My head was heavy and ached for weeks, my scalp tender to touch and brushing my hair made me wince and yelp. I had bruises everywhere, especially my forearms, that had taken many of the blows intended for my head and body. As it was the start of the summer holidays there wasn’t a need to keep me away from school until the bruising disappeared.
The bruises would eventually fade and the aches and pains would resolve, but I continued to shake inside, always nervous, with an anxiety that simmered within me for many years to come.
I would feel sick at the sight of Larry, but would have to carry out his orders and instructions without question. It became preferable to retreat to the ‘dog room’ and help with grooming the dogs, or to the old back room and tackle a pile of ironing, than have to suffer the sight of him and the wave of nausea that would come over me with it.
Looking back, I can see that with my loss of any respect for Larry, there came something else. I still feared him and had to toe the line, but most of the time, in my head, I had almost disregarded him.

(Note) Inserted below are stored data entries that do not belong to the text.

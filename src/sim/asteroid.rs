//! Asteroid generation, motion and fragmentation

use std::f32::consts::TAU;

use glam::Vec2;
use serde::{Deserialize, Serialize};

use super::geometry::{integrate, rotate_vertices, wrap_position};
use super::rng::SimRng;
use crate::consts::{ASTEROID_LAST_GENERATION, ASTEROID_VERTEX_COUNT};
use crate::polar_to_cartesian;
use crate::tuning::Tuning;

/// A rock drifting through the world.
///
/// `vertices` are relative to `position` and are rotated in place every
/// frame, so the outline carries its own orientation.
#[derive(Debug, Clone, PartialEq, Serialize, Deserialize)]
pub struct Asteroid {
    pub position: Vec2,
    pub velocity: Vec2,
    /// Radians per second, fixed at spawn
    pub angular_velocity: f32,
    /// 0 = large, 1 = medium, 2 = small
    pub generation: u8,
    /// Nominal radius for this generation
    pub scale: f32,
    /// Farthest vertex from `position`; the wrap margin
    pub extent: f32,
    pub vertices: [Vec2; ASTEROID_VERTEX_COUNT],
}

impl Asteroid {
    /// Generate a jagged outline around `position`
    pub fn new(
        rng: &mut SimRng,
        tuning: &Tuning,
        position: Vec2,
        velocity: Vec2,
        scale: f32,
        generation: u8,
    ) -> Self {
        debug_assert!(generation <= ASTEROID_LAST_GENERATION);

        let (jitter_min, jitter_max) = tuning.asteroid_radius_jitter;
        let (variance_min, variance_max) = tuning.asteroid_shape_variance;
        let variance = rng.range(variance_min, variance_max);

        let step = TAU / ASTEROID_VERTEX_COUNT as f32;
        let mut vertices = [Vec2::ZERO; ASTEROID_VERTEX_COUNT];
        for (i, vertex) in vertices.iter_mut().enumerate() {
            let angle = (i + 1) as f32 * step;
            let radius = scale * variance * rng.range(jitter_min, jitter_max);
            *vertex = polar_to_cartesian(radius, angle);
        }

        let extent = vertices.iter().map(|v| v.length()).fold(0.0, f32::max);

        let max_spin = tuning.asteroid_max_angular_velocity;
        Self {
            position,
            velocity,
            angular_velocity: rng.range(-max_spin, max_spin),
            generation,
            scale,
            extent,
            vertices,
        }
    }

    /// Move, wrap and spin for one frame.
    ///
    /// Wraps only once the whole outline is past the world edge.
    pub fn update(&mut self, world_min: Vec2, world_max: Vec2, dt: f32) {
        self.position = integrate(self.position, self.velocity, dt);
        self.position = wrap_position(self.position, world_min, world_max, self.extent);
        rotate_vertices(&mut self.vertices, self.angular_velocity * dt);
    }

    /// Whether destroying this asteroid produces children
    #[inline]
    pub fn fragments(&self) -> bool {
        self.generation < ASTEROID_LAST_GENERATION
    }

    /// Score for destroying this asteroid
    #[inline]
    pub fn points(&self, points_per_asteroid: u32) -> u32 {
        points_per_asteroid / (self.generation as u32 + 1)
    }

    /// The two halves produced when this asteroid is destroyed.
    ///
    /// Children fly apart along the parent's velocity axis, one with the
    /// parent's velocity and one with its negation. Returns `None` for the
    /// last generation.
    pub fn fragment(&self, rng: &mut SimRng, tuning: &Tuning) -> Option<[Asteroid; 2]> {
        if !self.fragments() {
            return None;
        }

        let generation = self.generation + 1;
        let scale = tuning.asteroid_scale / (2.0 * generation as f32);
        let offset = self.velocity.normalize_or_zero() * scale * 0.5;

        Some([
            Asteroid::new(rng, tuning, self.position + offset, self.velocity, scale, generation),
            Asteroid::new(rng, tuning, self.position - offset, -self.velocity, scale, generation),
        ])
    }
}

/// Scatter the opening field of large asteroids around the world center
pub fn spawn_field(rng: &mut SimRng, tuning: &Tuning) -> Vec<Asteroid> {
    let center = tuning.world_center();
    let height = tuning.world_size().y;

    (0..tuning.asteroid_count)
        .map(|_| {
            let distance = rng.range(height / 3.0, height / 1.5);
            let position = center + rng.unit_circle_vector(distance);
            let speed = rng.range(tuning.asteroid_min_speed, tuning.asteroid_max_speed);
            let velocity = rng.unit_circle_vector(speed);
            Asteroid::new(rng, tuning, position, velocity, tuning.asteroid_scale, 0)
        })
        .collect()
}
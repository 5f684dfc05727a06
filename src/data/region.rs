//! Region Classifier Module
//! Maps a state name to its census region by static set membership.

/// US census region derived from a state name.
#[derive(Debug, Clone, Copy, PartialEq, Eq, Hash)]
pub enum Region {
    Northeast,
    Midwest,
    South,
    West,
    Unknown,
}

const NORTHEAST: [&str; 9] = [
    "Connecticut",
    "Maine",
    "Massachusetts",
    "New Hampshire",
    "New Jersey",
    "New York",
    "Pennsylvania",
    "Rhode Island",
    "Vermont",
];

const MIDWEST: [&str; 12] = [
    "Illinois",
    "Indiana",
    "Iowa",
    "Kansas",
    "Michigan",
    "Minnesota",
    "Missouri",
    "Nebraska",
    "North Dakota",
    "Ohio",
    "South Dakota",
    "Wisconsin",
];

const SOUTH: [&str; 17] = [
    "Alabama",
    "Arkansas",
    "Delaware",
    "District of Columbia",
    "Florida",
    "Georgia",
    "Kentucky",
    "Louisiana",
    "Maryland",
    "Mississippi",
    "North Carolina",
    "Oklahoma",
    "South Carolina",
    "Tennessee",
    "Texas",
    "Virginia",
    "West Virginia",
];

const WEST: [&str; 13] = [
    "Alaska",
    "Arizona",
    "California",
    "Colorado",
    "Hawaii",
    "Idaho",
    "Montana",
    "Nevada",
    "New Mexico",
    "Oregon",
    "Utah",
    "Washington",
    "Wyoming",
];

impl Region {
    /// Classify a state name. Total: anything outside the four membership
    /// lists (missing value, territory, misspelling) degrades to Unknown.
    pub fn from_state(state: &str) -> Region {
        if NORTHEAST.contains(&state) {
            Region::Northeast
        } else if MIDWEST.contains(&state) {
            Region::Midwest
        } else if SOUTH.contains(&state) {
            Region::South
        } else if WEST.contains(&state) {
            Region::West
        } else {
            Region::Unknown
        }
    }

    pub fn label(&self) -> &'static str {
        match self {
            Region::Northeast => "Northeast",
            Region::Midwest => "Midwest",
            Region::South => "South",
            Region::West => "West",
            Region::Unknown => "Unknown",
        }
    }
}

It was still necessary to carry out the numerous tasks and chores, and to suffer the usual physical and verbal punishments, often for little or no reason. However, my overriding memories or this times are of laughter and funny moments, spent with my siblings and, whenever possible, with friends, making the most of every chance to do something I wanted to do.
Even Sylvie’s rages and harsh treatments could often be overshadowed by her hilarious story telling, the mimicking of people, peppering her language with frequent swear words. She would have a saying for everything, commonly known terms, but she would put her own spin on them to apply them to her tales. To this day, I will often smile and chuckle to myself whenever I hear any of these terms, recalling her own unique ways of expressing them.
Larry’s impression on my life has always remained, but thankfully, at that time it was fading, other things were becoming more important, he was increasingly of little consequence, I could suffer whatever he wanted to throw at me.
I just got on with it all and enjoyed the good wherever I could.